# Casien protien



## Diesel (Feb 9, 2005)

I got a question ive heard casien is basically what milk protien is, and also i was wondering if casien is good to take right befor bed, as a "PM" protien since its long lasting and keeps you in an anabolic state for a while, Does anyone know a good brand to use, or is any generic just as good? thanx every1


----------



## Jaysonl1424 (Feb 9, 2005)

well u could us Nitro Tech Night time that is what is is designed forr


----------



## Diesel (Feb 9, 2005)

have you tried it?


----------



## recess (Feb 9, 2005)

Diesel said:
			
		

> I got a question ive heard casien is basically what milk protien is, and also i was wondering if casien is good to take right befor bed, as a "PM" protien since its long lasting and keeps you in an anabolic state for a while, Does anyone know a good brand to use, or is any generic just as good? thanx every1



Muscle Milk - From Cytosport I believe. Somewhat expensive, but damn it tastes good. Great protein and excellent source of good fats. Great before bed.


----------



## Jaysonl1424 (Feb 9, 2005)

Yes i have trie nitro tech night time its really good stuff


----------



## heavy (Feb 9, 2005)

You guys are crazy...lol.

Cottage cheese is a casein protein, and it is much more filling than a shake, and much, much cheaper.

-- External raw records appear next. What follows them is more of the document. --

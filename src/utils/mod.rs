//! Utility functions for snapshot output.
//!
//! ## Components
//!
//! - **Archive**: streaming `.tar.gz` writer for collectibles and links
//! - **Hashing**: SHA-256 digests of archived content
//! - **Summary**: the `summary.json` entry closing every archive
//!
//! ### Writing an Archive
//!
//! ```no_run
//! use rust_snapshot::collectors::collectible::GeneratedEntry;
//! use rust_snapshot::utils::archive::ArchiveBuilder;
//!
//! # async fn example() -> anyhow::Result<()> {
//! let file = std::fs::File::create("/tmp/snapshot.tar.gz")?;
//! let mut archive = ArchiveBuilder::open(file, Some("snapshot"));
//!
//! archive.add(&GeneratedEntry::new("/notes.txt", "hello\n")).await?;
//! archive.link("notes", "/notes.txt")?;
//! archive.close()?;
//! # Ok(())
//! # }
//! ```

/// Streaming gzip-compressed tar writer
pub mod archive;

/// Collection summary generation
pub mod summary;

/// Cryptographic hash calculation utilities
pub mod hash;
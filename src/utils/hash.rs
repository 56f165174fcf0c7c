use sha2::{Digest, Sha256};

/// Calculate the SHA-256 of an in-memory buffer as lowercase hex
pub fn sha256_hex(data: &[u8]) -> String {
    let mut hasher = Sha256::new();
    hasher.update(data);
    format!("{:x}", hasher.finalize())
}
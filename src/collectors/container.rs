//! Container runtime metadata.
//!
//! Each container contributes its redacted config document. In danger mode the
//! container's own log output is collected as well.

use std::path::{Path, PathBuf};
use std::time::Duration;

use bytes::Bytes;
use log::{debug, info, warn};
use tokio::io::AsyncReadExt;
use walkdir::WalkDir;

use crate::collectors::collectible::{Collectible, MemoizedContent};
use crate::collectors::command::ShellCommand;
use crate::constants::{CONTAINERS_DIR, DOCKER_CONFIG_FILE, DOCKER_CONTAINERS_DIR};
use crate::error::CollectError;
use crate::security::redactor::Redactor;

/// A container known to the runtime and the location of its config document.
#[derive(Debug, Clone, PartialEq, Eq)]
pub struct ContainerRef {
    pub id: String,
    pub config_path: PathBuf,
}

/// Source of the containers present on the host.
#[cfg_attr(test, mockall::automock)]
#[async_trait::async_trait]
pub trait ContainerSource: Send + Sync {
    async fn list_containers(&self) -> Result<Vec<ContainerRef>, CollectError>;
}

/// Enumerates containers from docker's on-disk state directory.
pub struct DockerConfigDir {
    root: PathBuf,
}

impl DockerConfigDir {
    pub fn new(root: impl Into<PathBuf>) -> Self {
        Self { root: root.into() }
    }

    pub fn root(&self) -> &Path {
        &self.root
    }
}

impl Default for DockerConfigDir {
    fn default() -> Self {
        Self::new(DOCKER_CONTAINERS_DIR)
    }
}

#[async_trait::async_trait]
impl ContainerSource for DockerConfigDir {
    async fn list_containers(&self) -> Result<Vec<ContainerRef>, CollectError> {
        let metadata = std::fs::metadata(&self.root).map_err(|e| CollectError::ProducerUnavailable {
            producer: "docker",
            reason: format!("{}: {}", self.root.display(), e),
        })?;
        if !metadata.is_dir() {
            return Err(CollectError::ProducerUnavailable {
                producer: "docker",
                reason: format!("{} is not a directory", self.root.display()),
            });
        }

        let walker = WalkDir::new(&self.root)
            .min_depth(1)
            .max_depth(1)
            .follow_links(false)
            .sort_by_file_name();

        let mut containers = Vec::new();
        for entry in walker {
            let entry = match entry {
                Ok(entry) => entry,
                Err(e) => {
                    warn!("Skipping unreadable container entry: {}", e);
                    continue;
                }
            };
            if !entry.file_type().is_dir() {
                continue;
            }

            let config_path = entry.path().join(DOCKER_CONFIG_FILE);
            if !config_path.is_file() {
                warn!("Container directory {:?} has no {}", entry.path(), DOCKER_CONFIG_FILE);
                continue;
            }

            containers.push(ContainerRef {
                id: entry.file_name().to_string_lossy().into_owned(),
                config_path,
            });
        }

        debug!("Found {} containers under {}", containers.len(), self.root.display());
        Ok(containers)
    }
}

/// The redacted config document of one container.
pub struct ContainerMetadata {
    id: String,
    config_path: PathBuf,
    output: String,
    redactor: Redactor,
    content: MemoizedContent,
}

impl ContainerMetadata {
    pub fn new(container: ContainerRef, redactor: Redactor) -> Self {
        Self {
            output: format!("{}{}", CONTAINERS_DIR, container.id),
            id: container.id,
            config_path: container.config_path,
            redactor,
            content: MemoizedContent::new(),
        }
    }

    pub fn id(&self) -> &str {
        &self.id
    }

    async fn inspect(&self) -> Result<Vec<u8>, CollectError> {
        info!("Collecting configuration of container {:?}", self.id);

        let mut file = tokio::fs::File::open(&self.config_path)
            .await
            .map_err(|source| CollectError::Open {
                path: self.config_path.clone(),
                source,
            })?;
        let mut raw = Vec::new();
        file.read_to_end(&mut raw)
            .await
            .map_err(|source| CollectError::Read {
                path: self.config_path.clone(),
                source,
            })?;

        Ok(self.redactor.redact_bytes(&raw, &self.id))
    }
}

#[async_trait::async_trait]
impl Collectible for ContainerMetadata {
    fn name(&self) -> &str {
        &self.output
    }

    async fn content(&self) -> Result<Bytes, CollectError> {
        self.content.get_or_try_init(self.inspect()).await
    }
}

/// `docker logs <id>`, archived next to the container's metadata.
pub fn container_logs(id: &str, timeout: Duration) -> ShellCommand {
    let args = vec!["docker".to_string(), "logs".to_string(), id.to_string()];
    ShellCommand::new(args, None)
        .with_output(format!("{}{}.log", CONTAINERS_DIR, id))
        .with_timeout(timeout)
}

#[cfg(test)]
mod tests {
    use super::*;
    use crate::constants::UNRECOGNIZED_FORMAT;
    use std::fs;
    use tempfile::TempDir;

    fn write_container(root: &Path, id: &str, config: &str) -> PathBuf {
        let dir = root.join(id);
        fs::create_dir_all(&dir).unwrap();
        let path = dir.join(DOCKER_CONFIG_FILE);
        fs::write(&path, config).unwrap();
        path
    }

    #[tokio::test]
    async fn test_docker_config_dir_lists_containers() {
        let temp_dir = TempDir::new().unwrap();
        write_container(temp_dir.path(), "bbb", "{}");
        write_container(temp_dir.path(), "aaa", "{}");
        fs::create_dir(temp_dir.path().join("no-config")).unwrap();
        fs::write(temp_dir.path().join("stray-file"), "x").unwrap();

        let source = DockerConfigDir::new(temp_dir.path());
        let containers = source.list_containers().await.unwrap();

        let ids: Vec<_> = containers.iter().map(|c| c.id.as_str()).collect();
        assert_eq!(ids, vec!["aaa", "bbb"]);
        assert_eq!(containers[0].config_path, temp_dir.path().join("aaa").join(DOCKER_CONFIG_FILE));
    }

    #[tokio::test]
    async fn test_missing_root_is_unavailable() {
        let source = DockerConfigDir::new("/nonexistent/docker/containers");
        let result = source.list_containers().await;
        assert!(matches!(result, Err(CollectError::ProducerUnavailable { producer: "docker", .. })));
    }

    #[tokio::test]
    async fn test_container_metadata_is_redacted() {
        let temp_dir = TempDir::new().unwrap();
        let config_path = write_container(
            temp_dir.path(),
            "c1",
            r#"{"Config": {"Env": ["POSTGRES_PASSWORD=mysecretpassword"]}}"#,
        );

        let container = ContainerMetadata::new(
            ContainerRef { id: "c1".to_string(), config_path },
            Redactor::safe(),
        );
        assert_eq!(container.name(), "/containers/c1");

        let content = container.content().await.unwrap();
        let text = std::str::from_utf8(&content).unwrap();
        assert!(text.contains("POSTGRES_PASSWORD=<REDACTED>"));
        assert!(!text.contains("mysecretpassword"));
        assert_eq!(container.header().await.unwrap().size, content.len() as u64);
    }

    #[tokio::test]
    async fn test_malformed_config_becomes_placeholder() {
        let temp_dir = TempDir::new().unwrap();
        let config_path = write_container(temp_dir.path(), "c2", "{not json");

        let container = ContainerMetadata::new(
            ContainerRef { id: "c2".to_string(), config_path },
            Redactor::safe(),
        );
        assert_eq!(&container.content().await.unwrap()[..], UNRECOGNIZED_FORMAT.as_bytes());
    }

    #[tokio::test]
    async fn test_unreadable_config_is_an_error() {
        let container = ContainerMetadata::new(
            ContainerRef {
                id: "gone".to_string(),
                config_path: PathBuf::from("/nonexistent/config.v2.json"),
            },
            Redactor::safe(),
        );
        assert!(matches!(container.content().await, Err(CollectError::Open { .. })));
    }

    #[test]
    fn test_container_logs_command() {
        let cmd = container_logs("abc", Duration::from_secs(1));
        assert_eq!(cmd.name(), "/containers/abc.log");
        assert_eq!(cmd.args(), &["docker", "logs", "abc"]);
    }

    #[tokio::test]
    async fn test_mock_source() {
        let mut source = MockContainerSource::new();
        source.expect_list_containers().returning(|| Err(CollectError::ProducerUnavailable {
            producer: "docker",
            reason: "daemon not running".to_string(),
        }));
        assert!(source.list_containers().await.is_err());
    }
}
//! Pod metadata from the rkt pod runtime.

use std::collections::BTreeMap;
use std::time::Duration;

use bytes::Bytes;
use log::info;
use serde::{Deserialize, Serialize};

use crate::collectors::collectible::{Collectible, MemoizedContent};
use crate::collectors::command::ShellCommand;
use crate::constants::{PODS_DIR, POD_RUNTIME_TIMEOUT, POD_STATE_RUNNING};
use crate::error::CollectError;
use crate::runner;

/// A network a pod is attached to.
#[derive(Serialize, Deserialize, Debug, Clone, PartialEq)]
pub struct PodNetwork {
    #[serde(rename = "netName")]
    pub net_name: String,
    #[serde(default)]
    pub ip: String,
    #[serde(flatten)]
    pub extra: BTreeMap<String, serde_json::Value>,
}

/// One pod as reported by `rkt list --format=json`.
///
/// Fields the collector does not interpret are kept in `extra` so they still
/// reach the archive.
#[derive(Serialize, Deserialize, Debug, Clone, PartialEq)]
pub struct PodDescriptor {
    #[serde(rename = "name")]
    pub id: String,
    pub state: String,
    #[serde(default, skip_serializing_if = "Vec::is_empty")]
    pub networks: Vec<PodNetwork>,
    #[serde(default, skip_serializing_if = "Vec::is_empty")]
    pub app_names: Vec<String>,
    #[serde(default, skip_serializing_if = "Option::is_none")]
    pub created_at: Option<i64>,
    #[serde(default, skip_serializing_if = "Option::is_none")]
    pub started_at: Option<i64>,
    #[serde(flatten)]
    pub extra: BTreeMap<String, serde_json::Value>,
}

impl PodDescriptor {
    pub fn is_running(&self) -> bool {
        self.state == POD_STATE_RUNNING
    }
}

/// Source of the pods known to the pod runtime.
#[cfg_attr(test, mockall::automock)]
#[async_trait::async_trait]
pub trait PodRuntime: Send + Sync {
    async fn list_pods(&self) -> Result<Vec<PodDescriptor>, CollectError>;
}

/// Queries pods through the `rkt` command line.
pub struct RktPodRuntime {
    timeout: Duration,
}

impl RktPodRuntime {
    pub fn new() -> Self {
        Self {
            timeout: POD_RUNTIME_TIMEOUT,
        }
    }
}

impl Default for RktPodRuntime {
    fn default() -> Self {
        Self::new()
    }
}

#[async_trait::async_trait]
impl PodRuntime for RktPodRuntime {
    async fn list_pods(&self) -> Result<Vec<PodDescriptor>, CollectError> {
        let argv = vec!["rkt".to_string(), "list".to_string(), "--format=json".to_string()];
        let output = runner::run(&argv, self.timeout)
            .await
            .map_err(|e| CollectError::ProducerUnavailable {
                producer: "rkt",
                reason: e.to_string(),
            })?;

        parse_pod_list(&output)
    }
}

/// Parse the JSON pod listing. `rkt` prints `null` when there are no pods.
pub fn parse_pod_list(output: &[u8]) -> Result<Vec<PodDescriptor>, CollectError> {
    let pods: Option<Vec<PodDescriptor>> =
        serde_json::from_slice(output).map_err(|e| CollectError::ProducerUnavailable {
            producer: "rkt",
            reason: format!("unexpected pod listing: {}", e),
        })?;
    Ok(pods.unwrap_or_default())
}

/// A pod descriptor rendered as YAML.
pub struct PodMetadata {
    pod: PodDescriptor,
    output: String,
    content: MemoizedContent,
}

impl PodMetadata {
    pub fn new(pod: PodDescriptor) -> Self {
        Self {
            output: format!("{}{}", PODS_DIR, pod.id),
            pod,
            content: MemoizedContent::new(),
        }
    }

    pub fn pod(&self) -> &PodDescriptor {
        &self.pod
    }

    async fn render(&self) -> Result<Vec<u8>, CollectError> {
        info!("Collecting pod data: {}", self.pod.id);
        serde_yaml::to_string(&self.pod)
            .map(String::into_bytes)
            .map_err(|e| CollectError::MalformedDocument(e.to_string()))
    }
}

#[async_trait::async_trait]
impl Collectible for PodMetadata {
    fn name(&self) -> &str {
        &self.output
    }

    async fn content(&self) -> Result<Bytes, CollectError> {
        self.content.get_or_try_init(self.render()).await
    }
}

/// The journal of a running pod's machine, archived next to its metadata.
pub fn pod_logs(id: &str, timeout: Duration) -> ShellCommand {
    let args = vec!["journalctl".to_string(), "-M".to_string(), format!("rkt-{}", id)];
    ShellCommand::new(args, None)
        .with_output(format!("{}{}.log", PODS_DIR, id))
        .with_timeout(timeout)
}
use std::fs;
use std::path::Path;

use anyhow::{Context, Result};
use log::{debug, info, warn};
use serde::{Deserialize, Serialize};

/// A file to copy verbatim into the archive.
#[derive(Debug, Serialize, Deserialize, Clone, PartialEq, Eq)]
pub struct FileSpec {
    pub name: String,
    #[serde(default, skip_serializing_if = "Option::is_none")]
    pub link: Option<String>,
}

/// A command whose standard output goes into the archive.
#[derive(Debug, Serialize, Deserialize, Clone, PartialEq, Eq)]
pub struct CommandSpec {
    pub args: Vec<String>,
    #[serde(default, skip_serializing_if = "Option::is_none")]
    pub link: Option<String>,
}

/// The static part of a snapshot: which files and commands to collect.
#[derive(Debug, Serialize, Deserialize, Clone, Default, PartialEq, Eq)]
pub struct SnapshotConfig {
    #[serde(default)]
    pub files: Vec<FileSpec>,
    #[serde(default)]
    pub commands: Vec<CommandSpec>,
}

impl SnapshotConfig {
    /// Load configuration from a YAML file
    pub fn from_yaml_file(path: &Path) -> Result<Self> {
        let content = fs::read_to_string(path)
            .context(format!("Failed to read config file: {}", path.display()))?;

        let config = Self::from_yaml_str(&content)
            .context(format!("Failed to parse config file: {}", path.display()))?;

        debug!("Loaded configuration from {}", path.display());
        Ok(config)
    }

    /// Parse a YAML (or JSON) document
    pub fn from_yaml_str(content: &str) -> Result<Self> {
        serde_yaml::from_str(content).context("Failed to parse YAML config")
    }

    /// Save configuration to a YAML file
    pub fn save_to_yaml_file(&self, path: &Path) -> Result<()> {
        let yaml = serde_yaml::to_string(self).context("Failed to serialize config to YAML")?;

        fs::write(path, yaml).context(format!("Failed to write config to {}", path.display()))?;

        info!("Saved configuration to {}", path.display());
        Ok(())
    }

    /// Warn about entries that can never produce anything.
    ///
    /// Returns the number of problems found; they are not fatal, the affected
    /// entries are simply skipped at run time.
    pub fn validate(&self) -> usize {
        let mut problems = 0;

        for (i, command) in self.commands.iter().enumerate() {
            if command.args.is_empty() || command.args[0].is_empty() {
                warn!("Command #{} has no program to run and will be skipped", i + 1);
                problems += 1;
            }
        }
        for (i, file) in self.files.iter().enumerate() {
            if file.name.is_empty() {
                warn!("File #{} has an empty name and will be skipped", i + 1);
                problems += 1;
            }
        }

        problems
    }

    /// Create a default configuration YAML file
    pub fn create_default_config_file(path: &Path) -> Result<()> {
        Self::default_host().save_to_yaml_file(path)
    }
}

/// Load the configuration at `config_path`, or the built-in default.
///
/// A path that was given but cannot be read or parsed is an error.
pub fn load_or_default(config_path: Option<&Path>) -> Result<SnapshotConfig> {
    match config_path {
        Some(path) => SnapshotConfig::from_yaml_file(path),
        None => {
            info!("No config path provided, using default configuration");
            Ok(SnapshotConfig::default_host())
        }
    }
}
impl<'t> SafeQualifiedExpression<'t> {
    pub fn receiver(&self) -> Option<SyntaxNode<'t>> {
        first_expression(self.0)
    }

    pub fn operation_token(&self) -> Option<SyntaxNode<'t>> {
        self.0.child_token(SyntaxKind::Operator, "?.")
    }

    pub fn selector(&self) -> Option<SyntaxNode<'t>> {
        expression_after(self.operation_token()?)
    }
}

impl<'t> PostfixExpression<'t> {
    pub fn base(&self) -> Option<SyntaxNode<'t>> {
        first_expression(self.0)
    }

    pub fn operation_token(&self) -> Option<SyntaxNode<'t>> {
        self.0
            .last_significant_child()
            .filter(|c| c.kind() == SyntaxKind::Operator)
    }

    pub fn is_not_null_assertion(&self) -> bool {
        self.operation_token()
            .is_some_and(|t| t.token_text() == Some("!!"))
    }
}

impl<'t> WhenExpression<'t> {
    pub fn entries(&self) -> impl Iterator<Item = WhenEntry<'t>> + use<'t> {
        self.0.children().filter_map(WhenEntry::cast)
    }

    pub fn else_entry(&self) -> Option<WhenEntry<'t>> {
        self.entries().find(|e| e.is_else())
    }

    pub fn subject(&self) -> Option<SyntaxNode<'t>> {
        let lparen = self.0.child_token(SyntaxKind::Punct, "(")?;
        expression_after(lparen)
    }

    pub fn lbrace(&self) -> Option<SyntaxNode<'t>> {
        self.0.child_token(SyntaxKind::Punct, "{")
    }

    pub fn rbrace(&self) -> Option<SyntaxNode<'t>> {
        self.0
            .last_significant_child()
            .filter(|c| c.is_token_with(SyntaxKind::Punct, "}"))
    }
}

impl<'t> WhenEntry<'t> {
    pub fn is_else(&self) -> bool {
        self.0
            .first_significant_child()
            .is_some_and(|c| c.is_token_with(SyntaxKind::Keyword, "else"))
    }

    pub fn arrow_token(&self) -> Option<SyntaxNode<'t>> {
        self.0.child_token(SyntaxKind::Operator, "->")
    }

    pub fn result(&self) -> Option<SyntaxNode<'t>> {
        expression_after(self.arrow_token()?)
    }
}

impl<'t> BinaryExpression<'t> {
    pub fn left(&self) -> Option<SyntaxNode<'t>> {
        first_expression(self.0)
    }

    pub fn operation_token(&self) -> Option<SyntaxNode<'t>> {
        self.0
            .children()
            .find(|c| c.kind() == SyntaxKind::Operator)
    }

    pub fn right(&self) -> Option<SyntaxNode<'t>> {
        expression_after(self.operation_token()?)
    }

    pub fn is_assignment(&self) -> bool {
        self.operation_token()
            .is_some_and(|t| t.token_text() == Some("="))
    }
}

Dont buy into the hype of these expensive PM protein powders...1.5 cups of low fat cottage cheese has 48grams of caseinate protein. Throw some cashews in with it and you also have some good fats and a tasty bed time meal.


----------



## ORACLE (Feb 9, 2005)

heavy said:
			
		

> Cottage cheese is a casein protein, and it is much more filling than a shake, and much, much cheaper.
> 
> Dont buy into the hype of these expensive PM protein powders...1.5 cups of low fat cottage cheese has 48grams of caseinate protein.



What kind of cottage cheese are you getting heavy?  Mine says 11 grams of protein for 1 cup.


----------



## ronnier38930 (Feb 9, 2005)

is fat free ok with 2 fish oil caps before bed time???


----------



## Diesel (Feb 9, 2005)

does cottage cheese really have 48 grams of protein in 1.5 cups? that sounds pretty high, but hell if it does ima head out to the local grocery store and stock up.


----------